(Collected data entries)

//! vetter-types: pure data types shared by the engine and its front ends.
//!
//! - **Option names**: long and short spellings of every raw rule option
//! - **Error payloads**: the shapes filed into an error map
//! - **Outcome**: passed, or rejected with an error map

mod errors;
mod options;
mod outcome;

pub use errors::{ErrorEntry, ErrorMap, ErrorPayload, Redirection};
pub use options::{RedirectionOption, RuleOption};
pub use outcome::Outcome;

/// Output key for errors not attributed to a single field.
pub const GENERIC_ERROR_KEY: &str = "_error";

/// Message filed under [`GENERIC_ERROR_KEY`] when a run has no rules at all.
pub const NO_VALIDATIONS_MESSAGE: &str = "No validations setup, cannot continue.";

EXERCISE OBJECTIVE: Please give the entries above again in full, exactly as written.

TASK OUTPUT:
//! vetter-types: pure data types shared by the engine and its front ends.
//!
//! - **Option names**: long and short spellings of every raw rule option
//! - **Error payloads**: the shapes filed into an error map
//! - **Outcome**: passed, or rejected with an error map

mod errors;
mod options;
mod outcome;

pub use errors::{ErrorEntry, ErrorMap, ErrorPayload, Redirection};
pub use options::{RedirectionOption, RuleOption};
pub use outcome::Outcome;

/// Output key for errors not attributed to a single field.
pub const GENERIC_ERROR_KEY: &str = "_error";

/// Message filed under [`GENERIC_ERROR_KEY`] when a run has no rules at all.
pub const NO_VALIDATIONS_MESSAGE: &str = "No validations setup, cannot continue.";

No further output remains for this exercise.